━━━━━ Task data
// Copyright 2025 the Espalier Authors
// SPDX-License-Identifier: Apache-2.0 OR MIT

// After you edit the crate's doc comment, run this command, then check README.md for any missing links
// cargo rdme --workspace-project=espalier_focus --heading-base-level=0

//! Espalier Focus: tab-order traversal primitives.
//!
//! This crate models keyboard focus cycling as a pluggable policy over a
//! snapshot of candidates:
//!
//! - **Navigation intents** ([`Navigation`]): [`Navigation::Next`] and
//!   [`Navigation::Prev`], the Tab / Shift+Tab pair.
//! - A **candidate snapshot** ([`FocusEntry`] / [`FocusSpace`]): each entry
//!   carries the node's handle, its optional explicit tab order, and whether
//!   it can currently take focus. Entries appear in tree order; candidates
//!   without an explicit order follow the indexed ones in that order.
//! - A **policy** ([`FocusPolicy`]) that picks the next focus target. The
//!   provided [`TabPolicy`] walks candidates by ascending explicit order,
//!   then tree order, wrapping at the ends.
//!
//! The types are generic over the node handle `K`, so hosts plug in their
//! own id types and build the snapshot however they walk their tree.
//!
//! ## Usage
//!
//! ```rust
//! use espalier_focus::{FocusEntry, FocusPolicy, FocusSpace, Navigation, TabPolicy};
//!
//! let entries = vec![
//!     FocusEntry { id: 10_u32, order: None, enabled: true },
//!     FocusEntry { id: 11_u32, order: Some(1), enabled: true },
//!     FocusEntry { id: 12_u32, order: None, enabled: true },
//! ];
//! let space = FocusSpace { nodes: &entries };
//! let policy = TabPolicy::default();
//!
//! // Explicit orders come first, then tree order; Tab wraps at the end.
//! assert_eq!(policy.next(None, Navigation::Next, &space), Some(11));
//! assert_eq!(policy.next(Some(11), Navigation::Next, &space), Some(10));
//! assert_eq!(policy.next(Some(12), Navigation::Next, &space), Some(11));
//! assert_eq!(policy.next(Some(11), Navigation::Prev, &space), Some(12));
//! ```
//!
//! This crate is `no_std` and uses `alloc`.

#![no_std]

extern crate alloc;

use alloc::vec::Vec;
use core::cmp::Ordering;

/// Direction of focus traversal.
///
/// The Tab / Shift+Tab pair. Policies interpret these against their own
/// ordering.
#[derive(Copy, Clone, Debug, PartialEq, Eq, Hash)]
pub enum Navigation {
    /// Move to the next candidate in forward order.
    Next,
    /// Move to the previous candidate in backward order.
    Prev,
}

/// Wrap behavior at the ends of the traversal order.
#[derive(Copy, Clone, Debug, PartialEq, Eq, Hash)]
pub enum WrapMode {
    /// Stop at the ends; traversal past them yields no candidate.
    Never,
    /// Cycle around to the other end.
    Wrap,
}

/// A single focusable candidate within a [`FocusSpace`].
#[derive(Clone, Debug, PartialEq, Eq)]
pub struct FocusEntry<K> {
    /// Handle of the focusable node.
    pub id: K,
    /// Explicit tab order. Indexed candidates sort ascending ahead of
    /// un-indexed ones.
    pub order: Option<u32>,
    /// Whether the node can take focus right now. Disabled entries are
    /// skipped but may stay in the snapshot.
    pub enabled: bool,
}

/// A read-only snapshot of focus candidates, in tree order.
///
/// Hosts rebuild this per navigation event from whatever subtree currently
/// scopes the traversal (the active window or modal layer, typically).
#[derive(Clone, Copy, Debug)]
pub struct FocusSpace<'a, K> {
    /// The candidates, in tree order.
    pub nodes: &'a [FocusEntry<K>],
}

/// A focus traversal policy: given the current focus and an intent, pick
/// the next target from the snapshot.
pub trait FocusPolicy<K>
where
    K: Copy + Eq,
{
    /// Compute the next focus target. `origin` is the currently focused
    /// node, or `None` when nothing holds focus yet.
    fn next(&self, origin: Option<K>, direction: Navigation, space: &FocusSpace<'_, K>)
    -> Option<K>;
}

/// Tab-order traversal: ascending explicit order, then tree order.
#[derive(Copy, Clone, Debug)]
pub struct TabPolicy {
    /// Wrap behavior at the ends.
    pub wrap: WrapMode,
}

impl Default for TabPolicy {
    fn default() -> Self {
        Self {
            wrap: WrapMode::Wrap,
        }
    }
}

impl<K> FocusPolicy<K> for TabPolicy
where
    K: Copy + Eq,
{
    fn next(
        &self,
        origin: Option<K>,
        direction: Navigation,
        space: &FocusSpace<'_, K>,
    ) -> Option<K> {
        let nodes = space.nodes;
        let mut indices: Vec<usize> = nodes
            .iter()
            .enumerate()
            .filter_map(|(i, e)| e.enabled.then_some(i))
            .collect();
        if indices.is_empty() {
            return None;
        }
        // Stable: candidates with equal (or no) explicit order keep tree
        // order.
        indices.sort_by(|&ia, &ib| compare_tab_order(&nodes[ia], &nodes[ib]));

        let origin_pos =
            origin.and_then(|o| indices.iter().position(|&i| nodes[i].id == o));
        let last = indices.len() - 1;
        let target = match (direction, origin_pos) {
            (Navigation::Next, None) => Some(0),
            (Navigation::Prev, None) => Some(last),
            (Navigation::Next, Some(pos)) => {
                if pos < last {
                    Some(pos + 1)
                } else if self.wrap == WrapMode::Wrap {
                    Some(0)
                } else {
                    None
                }
            }
            (Navigation::Prev, Some(pos)) => {
                if pos > 0 {
                    Some(pos - 1)
                } else if self.wrap == WrapMode::Wrap {
                    Some(last)
                } else {
                    None
                }
            }
        };
        target.map(|pos| nodes[indices[pos]].id)
    }
}

fn compare_tab_order<K>(a: &FocusEntry<K>, b: &FocusEntry<K>) -> Ordering {
    match (a.order, b.order) {
        (Some(ao), Some(bo)) => ao.cmp(&bo),
        (Some(_), None) => Ordering::Less,
        (None, Some(_)) => Ordering::Greater,
        (None, None) => Ordering::Equal,
    }
}

#[cfg(test)]
mod tests {
    use super::*;
    use alloc::vec;

    fn entry(id: u32, order: Option<u32>) -> FocusEntry<u32> {
        FocusEntry {
            id,
            order,
            enabled: true,
        }
    }

    #[test]
    fn cycles_in_tree_order_without_explicit_orders() {
        let entries = vec![entry(1, None), entry(2, None), entry(3, None)];
        let space = FocusSpace { nodes: &entries };
        let policy = TabPolicy::default();
        assert_eq!(policy.next(None, Navigation::Next, &space), Some(1));
        assert_eq!(policy.next(Some(1), Navigation::Next, &space), Some(2));
        assert_eq!(policy.next(Some(3), Navigation::Next, &space), Some(1));
        assert_eq!(policy.next(Some(1), Navigation::Prev, &space), Some(3));
    }

    #[test]
    fn explicit_orders_come_first() {
        let entries = vec![entry(1, None), entry(2, Some(2)), entry(3, Some(1))];
        let space = FocusSpace { nodes: &entries };
        let policy = TabPolicy::default();
        // Traversal order is 3, 2, 1.
        assert_eq!(policy.next(None, Navigation::Next, &space), Some(3));
        assert_eq!(policy.next(Some(3), Navigation::Next, &space), Some(2));
        assert_eq!(policy.next(Some(2), Navigation::Next, &space), Some(1));
        assert_eq!(policy.next(Some(1), Navigation::Next, &space), Some(3));
    }

    #[test]
    fn equal_orders_keep_tree_order() {
        let entries = vec![entry(5, Some(1)), entry(6, Some(1)), entry(7, Some(1))];
        let space = FocusSpace { nodes: &entries };
        let policy = TabPolicy::default();
        assert_eq!(policy.next(Some(5), Navigation::Next, &space), Some(6));
        assert_eq!(policy.next(Some(6), Navigation::Next, &space), Some(7));
    }

    #[test]
    fn disabled_candidates_are_skipped() {
        let mut entries = vec![entry(1, None), entry(2, None), entry(3, None)];
        entries[1].enabled = false;
        let space = FocusSpace { nodes: &entries };
        let policy = TabPolicy::default();
        assert_eq!(policy.next(Some(1), Navigation::Next, &space), Some(3));
    }

    #[test]
    fn never_wrap_stops_at_the_ends() {
        let entries = vec![entry(1, None), entry(2, None)];
        let space = FocusSpace { nodes: &entries };
        let policy = TabPolicy {
            wrap: WrapMode::Never,
        };
        assert_eq!(policy.next(Some(2), Navigation::Next, &space), None);
        assert_eq!(policy.next(Some(1), Navigation::Prev, &space), None);
    }

    #[test]
    fn stale_origin_restarts_from_the_edge() {
        let entries = vec![entry(1, None), entry(2, None)];
        let space = FocusSpace { nodes: &entries };
        let policy = TabPolicy::default();
        // 99 is not in the snapshot (freed, or outside the scope).
        assert_eq!(policy.next(Some(99), Navigation::Next, &space), Some(1));
        assert_eq!(policy.next(Some(99), Navigation::Prev, &space), Some(2));
    }

    #[test]
    fn empty_or_fully_disabled_space_yields_nothing() {
        let space: FocusSpace<'_, u32> = FocusSpace { nodes: &[] };
        let policy = TabPolicy::default();
        assert_eq!(policy.next(None, Navigation::Next, &space), None);

        let entries = vec![FocusEntry {
            id: 1_u32,
            order: None,
            enabled: false,
        }];
        let space = FocusSpace { nodes: &entries };
        assert_eq!(policy.next(None, Navigation::Next, &space), None);
    }
}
━━━━━━━━━━
**Instructions to follow**
The expected answer is every line in the data above that carries the string "FocusEntry".

**Task answer**
//! - A **candidate snapshot** ([`FocusEntry`] / [`FocusSpace`]): each entry
//! use espalier_focus::{FocusEntry, FocusPolicy, FocusSpace, Navigation, TabPolicy};
//!     FocusEntry { id: 10_u32, order: None, enabled: true },
//!     FocusEntry { id: 11_u32, order: Some(1), enabled: true },
//!     FocusEntry { id: 12_u32, order: None, enabled: true },
pub struct FocusEntry<K> {
    pub nodes: &'a [FocusEntry<K>],
fn compare_tab_order<K>(a: &FocusEntry<K>, b: &FocusEntry<K>) -> Ordering {
    fn entry(id: u32, order: Option<u32>) -> FocusEntry<u32> {
        FocusEntry {
        let entries = vec![FocusEntry {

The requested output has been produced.